Paloma Fresno Calleja, Universitat de les Illes Balears
Molly Naylor, British poet
Alejandra Moreno Álvarez, Universidad de Oviedo
Irene Pérez Fernández, Universitat de les Illes Balears
Pilar Villar Argáiz, Universidad de Granada
Eduardo Viñuela Suárez, Universidad de Oviedo
Urban spaces are both real and imaginary and the symbolic and real spaces associated
with the urban are constitutive of one another. The city represents and reproduces through its monuments, buildings and architecture of power - the nation's regulatory
norms and stereotypes (Lefebvre, 2005). The urban has traditionally been constructed in
singular terms as an hegemonic, mainstream space; a place where the reality of those
constructed as the “Other” – immigrants, ethnically diverse people, gay and lesbian
communities, just to name but a few – had been spatially silenced.
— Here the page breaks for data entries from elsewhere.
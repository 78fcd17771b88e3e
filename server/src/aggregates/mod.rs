//! Reducers for the event service.

pub mod application;

pub use application::{
    RsvpAction, RsvpEnvironment, RsvpFailure, RsvpKind, RsvpOutcome, RsvpReducer, RsvpRejection,
    RsvpState,
};
//! Roster tracker: one entry per attendee per event, plus the applicant counter.
//!
//! Every mutation goes through the store's conditional write, so a duplicate
//! add or an absent remove is reported instead of corrupting the roster.

use event_hub_core::event::EventId;
use event_hub_core::event_store::{EventStore, StoreError};
use event_hub_core::roster::RosterWrite;
use std::collections::BTreeSet;
use std::sync::Arc;

/// Membership operations over the rosters held by an [`EventStore`].
#[derive(Clone)]
pub struct RosterTracker {
    store: Arc<dyn EventStore>,
}

impl RosterTracker {
    /// Track rosters in `store`.
    #[must_use]
    pub fn new(store: Arc<dyn EventStore>) -> Self {
        Self { store }
    }

    /// Add `email` unless present, incrementing the counter on change.
    ///
    /// # Errors
    ///
    /// Returns [`StoreError`] if the write fails.
    pub async fn add_attendee(&self, event_id: EventId, email: &str) -> Result<RosterWrite, StoreError> {
        let outcome = self.store.add_attendee(event_id, email).await?;
        tracing::debug!(event_id = %event_id, attendee = %email, ?outcome, "Roster add");
        Ok(outcome)
    }

    /// Remove `email` if present, decrementing the counter on change.
    ///
    /// # Errors
    ///
    /// Returns [`StoreError`] if the write fails.
    pub async fn remove_attendee(
        &self,
        event_id: EventId,
        email: &str,
    ) -> Result<RosterWrite, StoreError> {
        let outcome = self.store.remove_attendee(event_id, email).await?;
        tracing::debug!(event_id = %event_id, attendee = %email, ?outcome, "Roster remove");
        Ok(outcome)
    }

    /// Whether `email` is on the roster. A missing roster contains nobody.
    ///
    /// # Errors
    ///
    /// Returns [`StoreError`] if the lookup fails.
    pub async fn contains(&self, event_id: EventId, email: &str) -> Result<bool, StoreError> {
        Ok(self
            .store
            .find_application(event_id)
            .await?
            .is_some_and(|roster| roster.contains(email)))
    }

    /// The attendees of `event_id`, or `None` when the event has no roster.
    ///
    /// # Errors
    ///
    /// Returns [`StoreError`] if the lookup fails.
    pub async fn roster_for(&self, event_id: EventId) -> Result<Option<BTreeSet<String>>, StoreError> {
        Ok(self
            .store
            .find_application(event_id)
            .await?
            .map(|roster| roster.attendees))
    }
}
//! Read-only query surface
//!
//! Serves the latest probe datapoint and the rolling six-hour windowed
//! statistics per cluster, plus a health endpoint.

use std::sync::Arc;
use std::time::Duration;

use axum::extract::{Path, State};
use axum::http::StatusCode;
use axum::response::{IntoResponse, Response};
use axum::routing::get;
use axum::{Json, Router};
use chrono::{DateTime, Utc};
use serde::Serialize;
use tower_http::cors::CorsLayer;
use tracing::error;

use crate::classify::ErrorRegistry;
use crate::probe::{ProbeKind, ProbeResult};
use crate::store::{FeeFilter, ProbeStore};
use crate::window::{compute_statistics, group_by_window, WindowStatistic};

const SIX_HOURS_SECS: i64 = 6 * 60 * 60;

/// Per-cluster knobs the API needs for aggregation.
#[derive(Debug, Clone)]
pub struct ClusterApiInfo {
    pub id: String,
    pub tx_timeout: Duration,
}

#[derive(Clone)]
pub struct ApiState {
    pub store: ProbeStore,
    pub registry: Arc<ErrorRegistry>,
    pub clusters: Arc<Vec<ClusterApiInfo>>,
}

pub fn router(state: ApiState) -> Router {
    Router::new()
        .route("/health", get(health))
        .route("/:cluster/latest", get(latest))
        .route("/:cluster/last6hours", get(last6hours))
        .layer(CorsLayer::permissive())
        .with_state(state)
}

/// One datapoint as served to clients.
#[derive(Debug, Default, Serialize)]
pub struct DataPointJson {
    pub submitted: u32,
    pub confirmed: u32,
    pub loss: String,
    pub mean_ms: i64,
    pub ts: String,
    pub error_count: usize,
    pub error: String,
}

fn rfc3339(ts: i64) -> String {
    DateTime::<Utc>::from_timestamp(ts, 0)
        .map(|t| t.to_rfc3339())
        .unwrap_or_default()
}

impl DataPointJson {
    pub fn from_result(result: &ProbeResult) -> Self {
        Self {
            submitted: result.submitted,
            confirmed: result.confirmed,
            loss: format!("{:3.1}%", result.loss * 100.0),
            mean_ms: result.mean_ms,
            ts: rfc3339(result.timestamp),
            error_count: result.errors.len(),
            error: result
                .errors
                .iter()
                .map(|e| e.raw.as_str())
                .collect::<Vec<_>>()
                .join(";"),
        }
    }

    pub fn from_window(stat: &WindowStatistic) -> Self {
        let (loss, error) = if stat.count == 0 {
            (format!("{:3.1}%", 0.0), "No Data".to_string())
        } else {
            (format!("{:3.1}%", stat.loss * 100.0), String::new())
        };
        Self {
            submitted: stat.submitted as u32,
            confirmed: stat.confirmed as u32,
            loss,
            mean_ms: stat.latency.mean as i64,
            ts: rfc3339(stat.timestamp),
            error_count: stat.errors.len(),
            error,
        }
    }
}

async fn health() -> &'static str {
    "OK"
}

async fn latest(Path(cluster): Path<String>, State(state): State<ApiState>) -> Response {
    if !state.clusters.iter().any(|c| c.id == cluster) {
        return StatusCode::NOT_FOUND.into_response();
    }
    match state
        .store
        .query_latest(&cluster, ProbeKind::DataPoint1Min, 1, FeeFilter::Any)
        .await
    {
        Ok(rows) => {
            let point = rows
                .first()
                .map(DataPointJson::from_result)
                .unwrap_or_default();
            Json(point).into_response()
        }
        Err(e) => {
            error!(cluster, error = %e, "latest query failed");
            StatusCode::INTERNAL_SERVER_ERROR.into_response()
        }
    }
}

async fn last6hours(Path(cluster): Path<String>, State(state): State<ApiState>) -> Response {
    let Some(info) = state.clusters.iter().find(|c| c.id == cluster) else {
        return StatusCode::NOT_FOUND.into_response();
    };

    let query = async {
        // Anchor the window at the newest record so a paused prober still
        // returns its last six probed hours.
        let newest = state
            .store
            .query_latest(&cluster, ProbeKind::DataPoint1Min, 1, FeeFilter::Any)
            .await?;
        let end = newest
            .first()
            .map(|r| r.timestamp)
            .unwrap_or_else(|| Utc::now().timestamp());
        let since = end - SIX_HOURS_SECS;
        let records = state
            .store
            .query_after(&cluster, ProbeKind::DataPoint1Min, since, FeeFilter::Any)
            .await?;
        anyhow::Ok((records, since, end))
    };

    match query.await {
        Ok((records, since, end)) => {
            if records.is_empty() {
                return Json(Vec::<DataPointJson>::new()).into_response();
            }
            let groups = group_by_window(&records, since, end);
            let report = compute_statistics(&state.registry, info.tx_timeout, &groups);
            let points: Vec<DataPointJson> = report
                .filtered
                .iter()
                .map(DataPointJson::from_window)
                .collect();
            Json(points).into_response()
        }
        Err(e) => {
            error!(cluster, error = %e, "last6hours query failed");
            StatusCode::INTERNAL_SERVER_ERROR.into_response()
        }
    }
}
Yet, cities also
invoke multiplicity and the simultaneous coexistence of different spatialities that contest
and dismantle authority (McLeod, 2004; Ball, 2004).
It is our aim in this round table to address literary, musical and visual discourses
of the cities of London and Dublin that capture those 'Other' manifestations and
narratives that challenge traditional androcentric and occidocentric viewpoints (Jarvis,
Kantor and Cloke, 2009). London has always been present in the collective imaginary
as the static imperial 'centre' of colonial power and British national identity. This centre
has nevertheless been continuously remapped over the second half of the 20th century,
especially with the coming of immigrants from ex-colonial territories and Easter
European countries. The city of Dublin, on its part, is a clear exponent of the changing
face of Irish society and culture, and the new influx of immigration that Ireland is
receiving.
We shall begin the round table with British poet and performer Molly Naylor.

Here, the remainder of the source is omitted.